And removing gender signs from restroom isn’t the only change the school has brought about this year. It has also changed one of the instructions regarding swimming lessons, in a memo that is sent home to parents. Instead of the typical phrasing of “girls should wear swimsuits and boys should wear swimtrunks”, it simply states that children should wear appropriate swim-attire, without categorizing which gender should wear what.

“We don’t see anything wrong with girls wearing trunks at the swimming pool, if they want to, or boys wearing a swimsuit. The kids can simply choose which one to use.”

According to Sigurbjörg these steps were taken by school officials, in an effort to make Akurskóli “a gender-neutral school”. And the reaction, she adds, has been wonderful. “We’ve only received positive responses from the parents and I’ve mostly just felt gratitude and praise from the staff, who we must remember are also parents. Parents who have children who vary, so they appreciate these measures.”

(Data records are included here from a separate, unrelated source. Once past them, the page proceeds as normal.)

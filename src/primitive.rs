//! Parser primitives that match specific text patterns.
//!
//! Each primitive matches against the input remaining beyond the cursor and
//! is anchored to the start of that remainder: a pattern occurring later in
//! the remaining text is not a match. On success the cursor advances by
//! exactly the matched length; on failure the returned state carries the
//! error and the cursor stays put. A primitive handed an already-failed
//! state returns it untouched without attempting a match.

use crate::error::ErrorKind;
use crate::state::{ParseState, Value};
use crate::Parser;

/// See [`literal`].
#[derive(Clone, Debug)]
pub struct Literal(String);

impl Parser for Literal {
    fn apply<'a>(&self, state: ParseState<'a>) -> ParseState<'a> {
        if state.has_failed() {
            return state;
        }
        let remaining = state.remaining();
        if remaining.is_empty() {
            state.with_error(ErrorKind::EndOfInput)
        } else if remaining.starts_with(&self.0) {
            let len = self.0.len();
            state.advance(len, Value::Str(self.0.clone()))
        } else {
            state.with_error(ErrorKind::LiteralMismatch {
                expected: self.0.clone(),
            })
        }
    }
}

/// A parser that matches the given text at the cursor.
///
/// On success the result is the matched text and the cursor advances past
/// it. Fails with [`ErrorKind::EndOfInput`] if no input remains, or
/// [`ErrorKind::LiteralMismatch`] if the remaining input starts with
/// anything else.
///
/// # Examples
///
/// ```
/// # use parsnip::prelude::*;
/// let hello = literal("hello");
///
/// assert_eq!(hello.run("hello").result(), &Value::from("hello"));
/// // Parsers do not eagerly consume input, so the suffix is left alone
/// assert_eq!(hello.run("hello!").index(), 5);
/// assert!(hello.run("goodbye").has_failed());
/// ```
pub fn literal(text: impl Into<String>) -> Literal {
    Literal(text.into())
}

/// See [`letters`].
#[derive(Copy, Clone, Debug)]
pub struct Letters;

impl Parser for Letters {
    fn apply<'a>(&self, state: ParseState<'a>) -> ParseState<'a> {
        if state.has_failed() {
            return state;
        }
        let remaining = state.remaining();
        if remaining.is_empty() {
            return state.with_error(ErrorKind::EndOfInput);
        }
        let len = remaining
            .bytes()
            .take_while(u8::is_ascii_alphabetic)
            .count();
        if len == 0 {
            state.with_error(ErrorKind::NoMatch { expected: "letters" })
        } else {
            let run = &remaining[..len];
            state.advance(len, Value::Str(run.to_string()))
        }
    }
}

/// A parser that matches the maximal run of one or more ASCII letters at the
/// cursor.
///
/// # Examples
///
/// ```
/// # use parsnip::prelude::*;
/// let word = letters();
///
/// let state = word.run("abc123");
/// assert_eq!(state.result(), &Value::from("abc"));
/// assert_eq!(state.index(), 3);
///
/// assert!(word.run("123").has_failed());
/// assert!(word.run("").has_failed());
/// ```
pub fn letters() -> Letters {
    Letters
}

/// See [`digit`].
#[derive(Copy, Clone, Debug)]
pub struct Digit;

impl Parser for Digit {
    fn apply<'a>(&self, state: ParseState<'a>) -> ParseState<'a> {
        if state.has_failed() {
            return state;
        }
        let remaining = state.remaining();
        match remaining.bytes().next() {
            None => state.with_error(ErrorKind::EndOfInput),
            Some(b) if b.is_ascii_digit() => {
                state.advance(1, Value::Num(u64::from(b - b'0')))
            }
            Some(_) => state.with_error(ErrorKind::NoMatch { expected: "digit" }),
        }
    }
}

/// A parser that matches exactly one ASCII digit at the cursor, producing
/// its numeric value.
///
/// # Examples
///
/// ```
/// # use parsnip::prelude::*;
/// let one = digit();
///
/// assert_eq!(one.run("7").result(), &Value::from(7));
/// // Only a single digit is consumed
/// assert_eq!(one.run("42").index(), 1);
/// assert!(one.run("x").has_failed());
/// ```
pub fn digit() -> Digit {
    Digit
}

/// See [`digits`].
#[derive(Copy, Clone, Debug)]
pub struct Digits;

impl Parser for Digits {
    fn apply<'a>(&self, state: ParseState<'a>) -> ParseState<'a> {
        if state.has_failed() {
            return state;
        }
        let remaining = state.remaining();
        if remaining.is_empty() {
            return state.with_error(ErrorKind::EndOfInput);
        }
        let len = remaining.bytes().take_while(u8::is_ascii_digit).count();
        if len == 0 {
            state.with_error(ErrorKind::NoMatch { expected: "digits" })
        } else {
            // Saturates rather than panicking on runs longer than a u64
            let value = remaining[..len]
                .bytes()
                .fold(0u64, |n, b| {
                    n.saturating_mul(10).saturating_add(u64::from(b - b'0'))
                });
            state.advance(len, Value::Num(value))
        }
    }
}

/// A parser that matches the maximal run of one or more ASCII digits at the
/// cursor, producing the numeric value of the whole run.
///
/// # Examples
///
/// ```
/// # use parsnip::prelude::*;
/// let number = digits();
///
/// let state = number.run("123abc");
/// assert_eq!(state.result(), &Value::from(123));
/// assert_eq!(state.index(), 3);
///
/// assert!(number.run("abc").has_failed());
/// assert!(number.run("").has_failed());
/// ```
pub fn digits() -> Digits {
    Digits
}
use parsnip::prelude::*;

#[test]
fn sequence_collects_results_in_application_order() {
    let state = sequence([literal("a"), literal("n"), literal("i")]).run("ani");
    assert!(!state.has_failed());
    assert_eq!(
        state.result(),
        &Value::Seq(vec![
            Value::from("a"),
            Value::from("n"),
            Value::from("i"),
        ]),
    );
    assert_eq!(state.index(), 3);
}

#[test]
fn sequence_results_can_be_reshaped_with_map() {
    let decorated = sequence([literal("a"), literal("n"), literal("i")]).map(|value| {
        match value {
            Value::Seq(items) => Value::Seq(
                items
                    .into_iter()
                    .map(|item| Value::Str(format!("* - {}", item)))
                    .collect(),
            ),
            other => other,
        }
    });

    let state = decorated.run("ani");
    assert_eq!(
        state.result(),
        &Value::Seq(vec![
            Value::from("* - a"),
            Value::from("* - n"),
            Value::from("* - i"),
        ]),
    );
}

#[test]
fn sequence_stops_at_the_first_failing_step() {
    let state = sequence([literal("a"), literal("z")]).run("ab");
    let err = state.error().expect("should have failed");
    assert_eq!(err.index(), 1);
    match err.kind() {
        ErrorKind::SequenceStepFailed { step, cause } => {
            assert_eq!(*step, 1);
            assert_eq!(cause.index(), 1);
            assert_eq!(
                cause.kind(),
                &ErrorKind::LiteralMismatch {
                    expected: "z".to_string()
                },
            );
        }
        other => panic!("unexpected error kind: {:?}", other),
    }
}

#[test]
fn choice_returns_the_first_alternative_that_matches() {
    let ab = choice([literal("a"), literal("b")]);
    let state = ab.run("b");
    assert!(!state.has_failed());
    assert_eq!(state.result(), &Value::from("b"));
}

#[test]
fn choice_fails_at_the_original_index_when_nothing_matches() {
    let state = choice([literal("a"), literal("b")]).run("c");
    let err = state.error().expect("should have failed");
    assert_eq!(err.index(), 0);
    assert_eq!(err.kind(), &ErrorKind::NoAlternativeMatched);
}

#[test]
fn choice_retries_each_alternative_from_the_same_state() {
    // The first alternative consumes "a" before failing on "b"; the second
    // must still see the input from the original position
    let state = choice([literal("ab"), literal("ax"), literal("a")]).run("ay");
    assert!(!state.has_failed());
    assert_eq!(state.result(), &Value::from("a"));
    assert_eq!(state.index(), 1);
}

#[test]
fn failed_sequence_is_recoverable_inside_choice() {
    // The sequence consumes "a" and then fails; choice must treat that as a
    // candidate rejection and try the literal instead
    let parser = choice([
        sequence([literal("a"), literal("z")]).boxed(),
        literal("ab").boxed(),
    ]);

    let state = parser.run("ab");
    assert!(!state.has_failed());
    assert_eq!(state.result(), &Value::from("ab"));
    assert_eq!(state.index(), 2);
}

#[test]
fn map_carries_the_inner_failure_through_verbatim() {
    let plain = literal("a").run("b");
    let mapped = literal("a").map(|_| Value::from("never")).run("b");
    assert_eq!(mapped.error(), plain.error());
    assert_eq!(mapped.index(), plain.index());
}

#[test]
fn map_carries_index_and_input_through_on_success() {
    let doubled = digits().map(|value| match value {
        Value::Num(x) => Value::Num(x * 2),
        other => other,
    });

    let out = doubled.run("21!");
    assert_eq!(out.result(), &Value::from(42));
    assert_eq!(out.index(), 2);
    assert_eq!(out.input(), "21!");
}

#[test]
fn or_behaves_like_a_two_way_choice() {
    let yes_or_no = literal("yes").or(literal("no"));
    assert_eq!(yes_or_no.run("no").result(), &Value::from("no"));

    let state = yes_or_no.run("maybe");
    let err = state.error().expect("should have failed");
    assert_eq!(err.index(), 0);
    assert_eq!(err.kind(), &ErrorKind::NoAlternativeMatched);
}

#[test]
fn every_combinator_passes_a_failed_state_through_untouched() {
    let failed = literal("z").run("abc");
    assert!(failed.has_failed());

    let through_literal = literal("a").apply(failed.clone());
    let through_letters = letters().apply(failed.clone());
    let through_digit = digit().apply(failed.clone());
    let through_digits = digits().apply(failed.clone());
    let through_map = literal("a").map(|v| v).apply(failed.clone());
    let through_sequence = sequence([literal("a"), literal("b")]).apply(failed.clone());
    let through_choice = choice([literal("a"), literal("b")]).apply(failed.clone());
    let through_or = literal("a").or(literal("b")).apply(failed.clone());

    assert_eq!(through_literal, failed);
    assert_eq!(through_letters, failed);
    assert_eq!(through_digit, failed);
    assert_eq!(through_digits, failed);
    assert_eq!(through_map, failed);
    assert_eq!(through_sequence, failed);
    assert_eq!(through_choice, failed);
    assert_eq!(through_or, failed);
}

#[test]
fn composed_parsers_nest_arbitrarily() {
    // key=value pairs where the value is either letters or digits
    let pair = sequence([
        letters().boxed(),
        literal("=").boxed(),
        choice([letters().boxed(), digits().boxed()]).boxed(),
    ]);

    let state = pair.run("port=8080");
    assert_eq!(
        state.result(),
        &Value::Seq(vec![
            Value::from("port"),
            Value::from("="),
            Value::from(8080),
        ]),
    );

    let state = pair.run("host=local");
    assert_eq!(
        state.result(),
        &Value::Seq(vec![
            Value::from("host"),
            Value::from("="),
            Value::from("local"),
        ]),
    );
}

#[test]
fn a_shared_parser_can_run_on_many_threads() {
    use std::thread;

    let parser = sequence([literal("a"), literal("n"), literal("i")]);

    thread::scope(|scope| {
        for _ in 0..4 {
            scope.spawn(|| {
                let state = parser.run("ani");
                assert!(!state.has_failed());
                assert_eq!(state.index(), 3);
            });
        }
    });
}
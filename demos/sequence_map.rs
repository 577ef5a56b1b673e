//! A small demonstration client: parse "ani" as three literals, then
//! decorate each collected result. Run with:
//!
//! ```sh
//! cargo run --example sequence_map
//! ```

use parsnip::prelude::*;

fn main() {
    let parser = sequence([literal("a"), literal("n"), literal("i")]).map(|value| {
        match value {
            Value::Seq(items) => Value::Seq(
                items
                    .into_iter()
                    .map(|item| Value::Str(format!("* - {}", item)))
                    .collect(),
            ),
            other => other,
        }
    });

    match parser.run("ani").into_result() {
        Ok(value) => println!("{}", value),
        Err(err) => println!("parse failed: {}", err),
    }
}
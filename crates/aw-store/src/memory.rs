//! Primary in-memory backend with fault injection.

use std::collections::{HashMap, VecDeque};

use serde_json::Value;

use crate::backend::{KeyChange, StorageBackend};
use crate::error::{InjectedFault, StorageError};

/// Stand-in for the quota-governed shared store, used as the primary
/// adapter and as the test double for every storage failure mode.
#[derive(Debug, Default)]
pub struct MemoryBackend {
    entries: HashMap<String, Value>,
    changes: VecDeque<KeyChange>,
    available: bool,
    get_faults: VecDeque<InjectedFault>,
    set_faults: VecDeque<InjectedFault>,
}

impl MemoryBackend {
    pub fn new() -> Self {
        Self {
            available: true,
            ..Self::default()
        }
    }

    /// An unreachable backend, for negotiation tests.
    pub fn unavailable() -> Self {
        Self {
            available: false,
            ..Self::default()
        }
    }

    /// Fail the next `get` with the given fault.
    pub fn inject_get_fault(&mut self, fault: InjectedFault) {
        self.get_faults.push_back(fault);
    }

    /// Fail the next `set` with the given fault.
    pub fn inject_set_fault(&mut self, fault: InjectedFault) {
        self.set_faults.push_back(fault);
    }

    /// Raw value access for assertions.
    pub fn value(&self, key: &str) -> Option<&Value> {
        self.entries.get(key)
    }
}

impl StorageBackend for MemoryBackend {
    fn name(&self) -> &'static str {
        "memory"
    }

    fn probe(&self) -> Result<(), StorageError> {
        if self.available {
            Ok(())
        } else {
            Err(StorageError::Unavailable)
        }
    }

    fn get(&mut self, keys: &[&str]) -> Result<HashMap<String, Value>, StorageError> {
        if let Some(fault) = self.get_faults.pop_front() {
            return Err(fault.into_error());
        }
        if !self.available {
            return Err(StorageError::Unavailable);
        }
        let mut result = HashMap::new();
        for &key in keys {
            if let Some(value) = self.entries.get(key) {
                result.insert(key.to_string(), value.clone());
            }
        }
        Ok(result)
    }

    fn set(&mut self, entries: Vec<(String, Value)>) -> Result<(), StorageError> {
        if let Some(fault) = self.set_faults.pop_front() {
            return Err(fault.into_error());
        }
        if !self.available {
            return Err(StorageError::Unavailable);
        }
        for (key, value) in entries {
            let changed = self.entries.get(&key) != Some(&value);
            if changed {
                self.changes.push_back(KeyChange {
                    key: key.clone(),
                    new_value: value.clone(),
                });
                self.entries.insert(key, value);
            }
        }
        Ok(())
    }

    fn drain_changes(&mut self) -> Vec<KeyChange> {
        self.changes.drain(..).collect()
    }
}

#[cfg(test)]
mod tests {
    use super::*;
    use serde_json::json;

    #[test]
    fn test_get_returns_only_present_keys() {
        let mut backend = MemoryBackend::new();
        backend
            .set(vec![("muteAdSound".to_string(), json!(true))])
            .unwrap();
        let result = backend.get(&["muteAdSound", "blurAds"]).unwrap();
        assert_eq!(result.get("muteAdSound"), Some(&json!(true)));
        assert!(!result.contains_key("blurAds"));
    }

    #[test]
    fn test_unchanged_write_emits_no_notification() {
        let mut backend = MemoryBackend::new();
        backend
            .set(vec![("watcherEnabled".to_string(), json!(true))])
            .unwrap();
        backend.drain_changes();

        backend
            .set(vec![("watcherEnabled".to_string(), json!(true))])
            .unwrap();
        assert!(backend.drain_changes().is_empty());

        backend
            .set(vec![("watcherEnabled".to_string(), json!(false))])
            .unwrap();
        assert_eq!(backend.drain_changes().len(), 1);
    }

    #[test]
    fn test_injected_fault_fires_once() {
        let mut backend = MemoryBackend::new();
        backend.inject_set_fault(InjectedFault::QuotaExceeded);
        let err = backend
            .set(vec![("adsSkipped".to_string(), json!(1))])
            .unwrap_err();
        assert!(matches!(err, StorageError::QuotaExceeded));
        backend
            .set(vec![("adsSkipped".to_string(), json!(1))])
            .unwrap();
    }

    #[test]
    fn test_unavailable_backend_fails_probe() {
        let backend = MemoryBackend::unavailable();
        assert!(matches!(backend.probe(), Err(StorageError::Unavailable)));
    }
}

“…it’s not up to us, the school, to force them (the children) into a pre-designed form.”

But what about the kids, what do they think?
“The kids hardly notice this and the ones who do think it’s no big deal,” she replies. “Children are way more tolerant then we give them credit for. When they grow up with different kinds of people they learn to recognize and accept things. I think the kids use whatever bathroom they find convenient and don’t give it much thought at all.”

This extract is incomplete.